• **Data provided**:
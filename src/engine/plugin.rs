use crate::engine::context::ExecutionContext;
use crate::engine::result::{StepResult, TestResult};
use crate::model::step::Step;
use crate::model::suite::TestCase;

/// Hook contract satisfied by plugins. Every hook is optional; hooks are
/// invoked in registration order and may mutate the context but not step
/// identity (steps are passed by shared reference).
pub trait Plugin {
    fn name(&self) -> &str;

    fn before_test(&self, _ctx: &mut ExecutionContext, _test: &TestCase) {}

    fn after_test(&self, _ctx: &mut ExecutionContext, _test: &TestCase, _result: &TestResult) {}

    fn before_step(&self, _ctx: &mut ExecutionContext, _step: &Step) {}

    fn after_step(&self, _ctx: &mut ExecutionContext, _step: &Step, _result: &StepResult) {}
}

#[cfg(test)]
mod tests {
    use super::*;

    struct TagPlugin;

    impl Plugin for TagPlugin {
        fn name(&self) -> &str {
            "tag"
        }

        fn before_test(&self, ctx: &mut ExecutionContext, test: &TestCase) {
            ctx.set_variable("current_test", serde_json::json!(test.name));
        }
    }

    #[test]
    fn default_hooks_are_noops() {
        struct Empty;
        impl Plugin for Empty {
            fn name(&self) -> &str {
                "empty"
            }
        }
        let mut ctx = ExecutionContext::new();
        let step = Step::new("log");
        Empty.before_step(&mut ctx, &step);
        assert!(ctx.variables.is_empty());
    }

    #[test]
    fn plugin_may_mutate_context() {
        let mut ctx = ExecutionContext::new();
        let test = TestCase {
            id: "t1".into(),
            name: "login".into(),
            steps: vec![],
            before_each: vec![],
            after_each: vec![],
            datasets: vec![],
            disabled: false,
            soft_assertions: false,
        };
        TagPlugin.before_test(&mut ctx, &test);
        assert_eq!(
            ctx.get_variable("current_test"),
            Some(&serde_json::json!("login"))
        );
    }
}
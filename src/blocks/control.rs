use std::collections::BTreeMap;
use std::time::Duration;

use serde_json::Value;

use crate::engine::context::ExecutionContext;
use crate::engine::handler::{
    BlockHandler, ParamShape, ResolvedParams, StepOutcome, is_truthy, opt_str, require_str,
    require_u64,
};
use crate::engine::registry::BlockRegistry;
use crate::engine::result::EngineError;
use crate::model::step::Step;

pub(super) fn register(registry: &mut BlockRegistry) {
    registry.register(Box::new(If));
    registry.register(Box::new(Repeat));
    registry.register(Box::new(ForEach));
    registry.register(Box::new(TryCatch));
    registry.register(Box::new(Retry));
    registry.register(Box::new(Group));
    registry.register(Box::new(CallProcedure));
    registry.register(Box::new(Return));
    registry.register(Box::new(Skip));
}

struct If;

impl BlockHandler for If {
    fn name(&self) -> &str {
        "if"
    }

    fn shape(&self) -> ParamShape {
        ParamShape {
            fields: &["condition"],
            value_inputs: &["condition"],
            statement_inputs: &["DO", "ELSE"],
        }
    }

    fn execute(
        &self,
        _step: &Step,
        params: &ResolvedParams,
        _ctx: &mut ExecutionContext,
    ) -> Result<StepOutcome, EngineError> {
        let condition = params.get("condition").is_some_and(is_truthy);
        Ok(StepOutcome::Branch { condition })
    }
}

struct Repeat;

impl BlockHandler for Repeat {
    fn name(&self) -> &str {
        "repeat"
    }

    fn shape(&self) -> ParamShape {
        ParamShape {
            fields: &["count"],
            value_inputs: &["count"],
            statement_inputs: &["DO"],
        }
    }

    fn execute(
        &self,
        _step: &Step,
        params: &ResolvedParams,
        _ctx: &mut ExecutionContext,
    ) -> Result<StepOutcome, EngineError> {
        let count = require_u64(params, "count")?;
        Ok(StepOutcome::Loop { count })
    }
}

/// Iterate the `DO` children once per item, binding the loop variable the
/// same way a procedure parameter binds. A JSON-string `items` param is
/// parsed first, since field inputs arrive as strings from the editor.
struct ForEach;

impl BlockHandler for ForEach {
    fn name(&self) -> &str {
        "foreach"
    }

    fn shape(&self) -> ParamShape {
        ParamShape {
            fields: &["var", "items"],
            value_inputs: &["items"],
            statement_inputs: &["DO"],
        }
    }

    fn execute(
        &self,
        _step: &Step,
        params: &ResolvedParams,
        _ctx: &mut ExecutionContext,
    ) -> Result<StepOutcome, EngineError> {
        let var = require_str(params, "var")?;
        let items = match params.get("items") {
            Some(Value::Array(items)) => items.clone(),
            Some(Value::String(s)) => match serde_json::from_str(s) {
                Ok(Value::Array(items)) => items,
                _ => {
                    return Err(EngineError::invalid_param(
                        "parameter 'items' must be an array",
                    ));
                }
            },
            _ => {
                return Err(EngineError::invalid_param(
                    "parameter 'items' must be an array",
                ));
            }
        };
        Ok(StepOutcome::ForEach { var, items })
    }
}

struct TryCatch;

impl BlockHandler for TryCatch {
    fn name(&self) -> &str {
        "try_catch"
    }

    fn shape(&self) -> ParamShape {
        ParamShape {
            fields: &["error_var"],
            value_inputs: &[],
            statement_inputs: &["DO", "CATCH"],
        }
    }

    fn execute(
        &self,
        _step: &Step,
        params: &ResolvedParams,
        _ctx: &mut ExecutionContext,
    ) -> Result<StepOutcome, EngineError> {
        let error_var = opt_str(params, "error_var").unwrap_or_else(|| "error".to_owned());
        Ok(StepOutcome::Try { error_var })
    }
}

struct Retry;

impl BlockHandler for Retry {
    fn name(&self) -> &str {
        "retry"
    }

    fn shape(&self) -> ParamShape {
        ParamShape {
            fields: &["attempts", "delay"],
            value_inputs: &[],
            statement_inputs: &["DO"],
        }
    }

    fn execute(
        &self,
        _step: &Step,
        params: &ResolvedParams,
        _ctx: &mut ExecutionContext,
    ) -> Result<StepOutcome, EngineError> {
        let attempts = match params.get("attempts") {
            Some(_) => u32::try_from(require_u64(params, "attempts")?).map_err(|_| {
                EngineError::invalid_param("parameter 'attempts' is out of range")
            })?,
            None => 3,
        };
        let delay = match params.get("delay") {
            Some(_) => Duration::from_millis(require_u64(params, "delay")?),
            None => Duration::ZERO,
        };
        Ok(StepOutcome::Retry { attempts, delay })
    }
}

struct Group;

impl BlockHandler for Group {
    fn name(&self) -> &str {
        "group"
    }

    fn shape(&self) -> ParamShape {
        ParamShape {
            fields: &["name"],
            value_inputs: &[],
            statement_inputs: &["DO"],
        }
    }

    fn execute(
        &self,
        _step: &Step,
        _params: &ResolvedParams,
        _ctx: &mut ExecutionContext,
    ) -> Result<StepOutcome, EngineError> {
        Ok(StepOutcome::Compound)
    }
}

/// Generic call-by-name, for programs authored without a per-procedure
/// block type. `args` is an object of already-resolved argument values.
struct CallProcedure;

impl BlockHandler for CallProcedure {
    fn name(&self) -> &str {
        "call_procedure"
    }

    fn shape(&self) -> ParamShape {
        ParamShape {
            fields: &["name", "args"],
            value_inputs: &["args"],
            ..ParamShape::default()
        }
    }

    fn execute(
        &self,
        _step: &Step,
        params: &ResolvedParams,
        _ctx: &mut ExecutionContext,
    ) -> Result<StepOutcome, EngineError> {
        let name = require_str(params, "name")?;
        let mut args = BTreeMap::new();
        if let Some(Value::Object(map)) = params.get("args") {
            for (key, value) in map {
                args.insert(key.clone(), value.clone());
            }
        }
        Ok(StepOutcome::ProcedureCall { name, args })
    }
}

struct Return;

impl BlockHandler for Return {
    fn name(&self) -> &str {
        "return"
    }

    fn shape(&self) -> ParamShape {
        ParamShape {
            fields: &["value"],
            value_inputs: &["value"],
            ..ParamShape::default()
        }
    }

    fn execute(
        &self,
        _step: &Step,
        params: &ResolvedParams,
        _ctx: &mut ExecutionContext,
    ) -> Result<StepOutcome, EngineError> {
        Ok(StepOutcome::Return(
            params.get("value").cloned().unwrap_or(Value::Null),
        ))
    }
}

struct Skip;

impl BlockHandler for Skip {
    fn name(&self) -> &str {
        "skip"
    }

    fn shape(&self) -> ParamShape {
        ParamShape {
            fields: &["reason"],
            ..ParamShape::default()
        }
    }

    fn execute(
        &self,
        _step: &Step,
        params: &ResolvedParams,
        _ctx: &mut ExecutionContext,
    ) -> Result<StepOutcome, EngineError> {
        let reason = opt_str(params, "reason").unwrap_or_else(|| "skipped".to_owned());
        Ok(StepOutcome::Skip(reason))
    }
}
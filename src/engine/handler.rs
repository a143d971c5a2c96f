use std::collections::BTreeMap;
use std::time::Duration;

use serde_json::Value;

use crate::engine::context::ExecutionContext;
use crate::engine::result::EngineError;
use crate::model::step::Step;

/// Resolved step parameters: literals with placeholders substituted, nested
/// value blocks already executed to their values.
pub type ResolvedParams = BTreeMap<String, Value>;

/// The declared input shape of a block type: plain field inputs, sockets
/// holding value-producing blocks, and sockets holding statement chains.
/// The extractor uses `statement_inputs` to tell children from nested
/// value params.
#[derive(Debug, Clone, Copy, Default)]
pub struct ParamShape {
    pub fields: &'static [&'static str],
    pub value_inputs: &'static [&'static str],
    pub statement_inputs: &'static [&'static str],
}

/// Handler for one step type. Handlers receive resolved parameters and the
/// execution context, and produce either a plain value or a control
/// sentinel the interpreter acts on.
pub trait BlockHandler {
    /// The step type name this handler is registered under.
    fn name(&self) -> &str;

    fn shape(&self) -> ParamShape;

    /// Whether executing this block requires a driver session. The
    /// interpreter creates the session lazily at the first such step.
    fn driver_dependent(&self) -> bool {
        false
    }

    /// Execute the block.
    ///
    /// # Errors
    ///
    /// Returns [`EngineError`] for assertion mismatches, bad parameters, or
    /// driver failures. Control-flow requests are not errors; they are
    /// [`StepOutcome`] sentinels.
    fn execute(
        &self,
        step: &Step,
        params: &ResolvedParams,
        ctx: &mut ExecutionContext,
    ) -> Result<StepOutcome, EngineError>;
}

/// What a block asks the interpreter to do next: an ordinary value, or a
/// tagged control request the interpreter dispatches on explicitly.
#[derive(Debug, Clone, PartialEq)]
pub enum StepOutcome {
    /// A plain result value (`Value::Null` for statements with no output).
    Value(Value),
    /// Invoke a named procedure with resolved arguments.
    ProcedureCall {
        name: String,
        args: BTreeMap<String, Value>,
    },
    /// Run the step's `DO` children inline as a plain sub-sequence.
    Compound,
    /// Run `DO` when the condition held, `ELSE` otherwise.
    Branch { condition: bool },
    /// Run the `DO` children `count` times.
    Loop { count: u64 },
    /// Bind each item to the namespaced variable and run the `DO` children.
    ForEach { var: String, items: Vec<Value> },
    /// Run `DO`; on failure bind the error message to `error_var` and run
    /// `CATCH`.
    Try { error_var: String },
    /// Re-run the `DO` children up to `attempts` times, `delay` apart,
    /// stopping at the first fully passing attempt.
    Retry { attempts: u32, delay: Duration },
    /// Stop the enclosing procedure immediately, yielding this value.
    Return(Value),
    /// Short-circuit the remaining steps of the current test without
    /// failing it.
    Skip(String),
}

/// Fetch a required string parameter.
///
/// # Errors
///
/// Returns [`EngineError::invalid_param`] when the parameter is absent.
/// Non-string scalars are accepted and stringified.
pub fn require_str(params: &ResolvedParams, name: &str) -> Result<String, EngineError> {
    match params.get(name) {
        Some(Value::String(s)) => Ok(s.clone()),
        Some(Value::Null) | None => Err(EngineError::invalid_param(format!(
            "missing required parameter '{name}'"
        ))),
        Some(other) => Ok(scalar_to_string(other)),
    }
}

/// Fetch an optional string parameter.
pub fn opt_str(params: &ResolvedParams, name: &str) -> Option<String> {
    match params.get(name) {
        Some(Value::String(s)) => Some(s.clone()),
        Some(Value::Null) | None => None,
        Some(other) => Some(scalar_to_string(other)),
    }
}

/// Fetch a required non-negative integer parameter, accepting numeric
/// strings (field inputs arrive as strings from some editors).
///
/// # Errors
///
/// Returns [`EngineError::invalid_param`] when absent or not a number.
pub fn require_u64(params: &ResolvedParams, name: &str) -> Result<u64, EngineError> {
    let value = params
        .get(name)
        .ok_or_else(|| EngineError::invalid_param(format!("missing required parameter '{name}'")))?;
    match value {
        Value::Number(n) => n
            .as_u64()
            .ok_or_else(|| EngineError::invalid_param(format!("parameter '{name}' must be a non-negative integer"))),
        Value::String(s) => s.trim().parse::<u64>().map_err(|_| {
            EngineError::invalid_param(format!("parameter '{name}' must be a non-negative integer"))
        }),
        _ => Err(EngineError::invalid_param(format!(
            "parameter '{name}' must be a non-negative integer"
        ))),
    }
}

/// Truthiness for block conditions: `false`, `0`, `""`, `null`, and the
/// string `"false"` are falsy (field inputs arrive as strings from the
/// editor); everything else is truthy.
pub fn is_truthy(value: &Value) -> bool {
    match value {
        Value::Null => false,
        Value::Bool(b) => *b,
        Value::Number(n) => n.as_f64().is_some_and(|f| f != 0.0),
        Value::String(s) => !s.is_empty() && s != "false",
        Value::Array(_) | Value::Object(_) => true,
    }
}

fn scalar_to_string(value: &Value) -> String {
    match value {
        Value::String(s) => s.clone(),
        other => other.to_string(),
    }
}
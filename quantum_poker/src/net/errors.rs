//! Error taxonomy for the table join handshake.

use thiserror::Error;

/// A server-reported failure that affects the join handshake.
///
/// The server reports errors as free-form `detail` strings; the session
/// classifies them so that timing races are retried away silently while
/// genuine rejections end the table view.
#[derive(Clone, Debug, Eq, Error, PartialEq)]
pub enum JoinError {
    /// The room has not been provisioned yet. The one-shot join retry
    /// exists exactly for this race; nothing surfaces to the viewer.
    #[error("lobby not found")]
    LobbyNotFound,
    /// The game started without this viewer, so joining can never succeed.
    /// Cancels the retry and ends the table view.
    #[error("game already started")]
    GameInProgress,
}

impl JoinError {
    /// Classify a raw `error` event detail string.
    ///
    /// Anything unrecognized is `None`: such errors are neither retried away
    /// nor fatal, and are surfaced to the viewer verbatim.
    pub fn classify(detail: &str) -> Option<Self> {
        let detail = detail.to_ascii_lowercase();
        if detail.contains("not found") {
            Some(Self::LobbyNotFound)
        } else if detail.contains("already started") || detail.contains("already in progress") {
            Some(Self::GameInProgress)
        } else {
            None
        }
    }

    /// Whether this error ends the current table view.
    pub fn is_permanent(&self) -> bool {
        matches!(self, Self::GameInProgress)
    }
}
//! A quantum poker table client.
//!
//! The client authenticates against the HTTP API, lists lobbies, then opens
//! one push-channel session per table view and reconciles the pushed events
//! into a consistent view of the game.

use anyhow::{Context, Result};
use pico_args::Arguments;
use std::io::{self, Write};
use tokio::io::AsyncBufReadExt;

use qp_client::{
    api_client::ApiClient,
    commands::{Command, parse_command},
    credentials::{CredentialStore, StoredSession},
    display,
    session::{SessionEvent, TableSession},
};
use quantum_poker::TableState;
use quantum_poker::net::messages::ClientIntent;

const HELP: &str = "\
Connect to a quantum poker server

USAGE:
  qp_client [OPTIONS]

OPTIONS:
  --server URL          Server URL  [default: http://localhost:8000]
  --username NAME       Username for login
  --password PASS       Password for login
  --email ADDR          Email used when registering a new account
  --lobby ID            Join this lobby directly instead of choosing

FLAGS:
  --fresh               Ignore any stored session and log in again
  -h, --help            Print help information

COMMANDS (at the table):
  start                 Start the game
  fold | check | call   Betting actions
  raise <amount>        Raise to <amount>
  gate <X|Z|CNOT> <i..> Apply a gate to your hole card(s)
  preview <gate> <i..>  Preview a gate without applying it
  history               Show your gate history
  logout                Clear the stored session and exit
  quit                  Leave the table and exit
";

struct Args {
    server_url: String,
    username: Option<String>,
    password: Option<String>,
    email: Option<String>,
    lobby: Option<String>,
    fresh: bool,
}

/// What the table-view loop asks the outer loop to do next.
enum ViewExit {
    /// Return to the lobby listing (fatal rejection or server close).
    BackToLobbies,
    /// Exit the client, keeping the stored session.
    Quit,
    /// Exit the client and clear the stored session.
    Logout,
}

#[tokio::main]
async fn main() -> Result<()> {
    env_logger::init();

    let mut pargs = Arguments::from_env();
    if pargs.contains(["-h", "--help"]) {
        print!("{HELP}");
        std::process::exit(0);
    }

    let args = Args {
        server_url: pargs
            .value_from_str("--server")
            .unwrap_or_else(|_| "http://localhost:8000".to_string()),
        username: pargs.opt_value_from_str("--username").ok().flatten(),
        password: pargs.opt_value_from_str("--password").ok().flatten(),
        email: pargs.opt_value_from_str("--email").ok().flatten(),
        lobby: pargs.opt_value_from_str("--lobby").ok().flatten(),
        fresh: pargs.contains("--fresh"),
    };

    run(args).await
}

async fn run(args: Args) -> Result<()> {
    let store = CredentialStore::new(CredentialStore::default_path());
    let mut api = ApiClient::new(args.server_url.clone());

    let session_record = if args.fresh {
        store.clear();
        None
    } else {
        resume_session(&mut api, &store).await
    };

    let (player_id, name) = match session_record {
        Some(record) => (record.player_id, record.name),
        None => authenticate(&mut api, &store, &args).await?,
    };
    println!("Signed in as {} ({})", name, player_id);

    let mut first_pick = args.lobby.clone();
    loop {
        let lobby_id = match first_pick.take() {
            Some(lobby_id) => lobby_id,
            None => match choose_lobby(&api).await? {
                Some(lobby_id) => lobby_id,
                None => break,
            },
        };

        match table_view(&api, &lobby_id, &player_id, &name).await? {
            ViewExit::BackToLobbies => continue,
            ViewExit::Quit => break,
            ViewExit::Logout => {
                store.clear();
                println!("Logged out.");
                break;
            }
        }
    }

    println!("Goodbye.");
    Ok(())
}

/// Validate a stored session against the server; a stale token reads as no
/// session at all.
async fn resume_session(api: &mut ApiClient, store: &CredentialStore) -> Option<StoredSession> {
    let record = store.load()?;
    api.set_access_token(record.token.clone());
    match api.me().await {
        Ok(_) => Some(record),
        Err(error) => {
            log::warn!("stored session rejected: {error}");
            store.clear();
            None
        }
    }
}

async fn authenticate(
    api: &mut ApiClient,
    store: &CredentialStore,
    args: &Args,
) -> Result<(String, String)> {
    let username = match &args.username {
        Some(username) => username.clone(),
        None => prompt(&format!("Username [{}]: ", whoami::username()))?
            .filter(|input| !input.is_empty())
            .unwrap_or_else(whoami::username),
    };
    let password = match &args.password {
        Some(password) => password.clone(),
        None => prompt("Password: ")?.unwrap_or_default(),
    };

    println!("Logging in as {}...", username);
    if let Err(error) = api.login(username.clone(), password.clone()).await {
        println!("Login failed: {}. Trying to register...", error);
        let email = match &args.email {
            Some(email) => email.clone(),
            None => format!("{username}@example.com"),
        };
        api.register(username.clone(), email, password)
            .await
            .context("failed to register")?;
        println!("Registered successfully!");
    } else {
        println!("Login successful!");
    }

    let user = api.me().await.context("failed to fetch identity")?;
    if let Some(token) = api.access_token() {
        let record = StoredSession {
            player_id: user.id.clone(),
            name: user.username.clone(),
            token: token.to_string(),
        };
        if let Err(error) = store.save(&record) {
            log::warn!("could not persist session: {error}");
        }
    }
    Ok((user.id, user.username))
}

/// List lobbies and let the viewer pick one. `None` means quit.
async fn choose_lobby(api: &ApiClient) -> Result<Option<String>> {
    let lobbies = api.list_lobbies().await.context("failed to list lobbies")?;

    if lobbies.is_empty() {
        println!("\nNo lobbies available.");
    } else {
        println!("\nAvailable lobbies:");
        for (i, lobby) in lobbies.iter().enumerate() {
            println!(
                "  {}. {} - {}/{} players{}",
                i + 1,
                lobby.name,
                lobby.players.len(),
                lobby.max_players,
                if lobby.in_game { " (in game)" } else { "" }
            );
        }
    }

    loop {
        let Some(input) = prompt("\nLobby number, 'new <name>', or 'quit': ")? else {
            return Ok(None);
        };
        if input.is_empty() {
            continue;
        }
        if input == "quit" || input == "exit" {
            return Ok(None);
        }
        if let Some(name) = input.strip_prefix("new ") {
            let lobby = api
                .create_lobby(name.trim().to_string(), 4)
                .await
                .context("failed to create lobby")?;
            println!("Created lobby '{}'", lobby.name);
            return Ok(Some(lobby.lobby_id));
        }
        match input.parse::<usize>() {
            Ok(index) if index >= 1 && index <= lobbies.len() => {
                return Ok(Some(lobbies[index - 1].lobby_id.clone()));
            }
            _ => println!("Invalid selection."),
        }
    }
}

/// One table view: open the session, reconcile its events, relay commands.
async fn table_view(
    api: &ApiClient,
    lobby_id: &str,
    player_id: &str,
    name: &str,
) -> Result<ViewExit> {
    let ws_url = api.websocket_url(lobby_id)?;
    let player_id = player_id.to_string();

    println!("\nJoining lobby '{lobby_id}'...");
    let (session, mut events) = TableSession::open(&ws_url, lobby_id, &player_id, name)
        .await
        .context("failed to open table session")?;
    let mut table = TableState::new(lobby_id, player_id.clone());

    let mut stdin = tokio::io::BufReader::new(tokio::io::stdin()).lines();
    // The session (and with it the retry timer and all subscriptions) is
    // torn down when this function returns, whichever arm exits first.
    loop {
        tokio::select! {
            event = events.recv() => match event {
                Some(SessionEvent::Game(update)) => {
                    table.apply_game(update);
                    if let Some(view) = table.game() {
                        print!("{}", display::render_game(view, &player_id));
                    }
                    if let Some(outcome) = table.outcome() {
                        print!("{}", display::render_outcome(outcome));
                    }
                }
                Some(SessionEvent::Lobby(lobby)) => {
                    table.apply_lobby(lobby);
                    if let Some(lobby) = table.lobby() {
                        print!("{}", display::render_lobby(lobby));
                    }
                }
                Some(SessionEvent::Preview(preview)) => {
                    table.apply_preview(preview);
                    if let Some(preview) = table.preview() {
                        print!("{}", display::render_preview(preview));
                    }
                }
                Some(SessionEvent::Notice(detail)) => {
                    println!("[{}] Server: {detail}", display::stamp());
                }
                Some(SessionEvent::Fatal(error)) => {
                    println!("Cannot join this table: {error}. Returning to the lobby list.");
                    return Ok(ViewExit::BackToLobbies);
                }
                Some(SessionEvent::Closed) | None => {
                    println!("Connection to the table closed.");
                    return Ok(ViewExit::BackToLobbies);
                }
            },
            line = stdin.next_line() => {
                let Ok(Some(line)) = line else {
                    return Ok(ViewExit::Quit);
                };
                let input = line.trim();
                if input.is_empty() {
                    continue;
                }
                match parse_command(input) {
                    Ok(command) => {
                        match relay_command(&session, &table, lobby_id, &player_id, command)? {
                            Some(exit) => return Ok(exit),
                            None => {}
                        }
                    }
                    Err(error) => println!("{error}"),
                }
            }
        }
    }
}

/// Translate a parsed command into an intent (or a local effect). Returns
/// `Some` when the view should exit.
fn relay_command(
    session: &TableSession,
    table: &TableState,
    lobby_id: &str,
    player_id: &str,
    command: Command,
) -> Result<Option<ViewExit>> {
    match command {
        Command::Start => {
            session.send(ClientIntent::StartGame {
                lobby_id: lobby_id.to_string(),
            })?;
        }
        Command::Action { action, amount } => {
            session.send(ClientIntent::Action {
                lobby_id: lobby_id.to_string(),
                player_id: player_id.to_string(),
                action,
                amount,
            })?;
        }
        Command::Gate {
            gate,
            card_indices,
            preview_only,
        } => {
            // The server is authoritative, but don't send a gate the
            // snapshot already says is unavailable.
            let eligible = table
                .game()
                .and_then(|view| view.player(&player_id.to_string()))
                .is_none_or(|player| player.can_apply_gate);
            if !eligible {
                println!("You cannot apply a gate right now.");
            } else {
                session.send(ClientIntent::ApplyGate {
                    lobby_id: lobby_id.to_string(),
                    player_id: player_id.to_string(),
                    gate,
                    card_indices,
                    preview_only,
                })?;
            }
        }
        Command::History => {
            print!("{}", display::render_history(table.viewer_history()));
        }
        Command::Help => {
            print!("{HELP}");
        }
        Command::Logout => return Ok(Some(ViewExit::Logout)),
        Command::Quit => return Ok(Some(ViewExit::Quit)),
    }
    Ok(None)
}

fn prompt(message: &str) -> Result<Option<String>> {
    print!("{message}");
    io::stdout().flush()?;
    let mut input = String::new();
    if io::stdin().read_line(&mut input)? == 0 {
        return Ok(None);
    }
    Ok(Some(input.trim().to_string()))
}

• **Instructions for the task**: Wherever the word "asks" appears in a line of the data above, copy that line.

• **Solution to this problem**:
/// What a block asks the interpreter to do next: an ordinary value, or a
/// What the table-view loop asks the outer loop to do next.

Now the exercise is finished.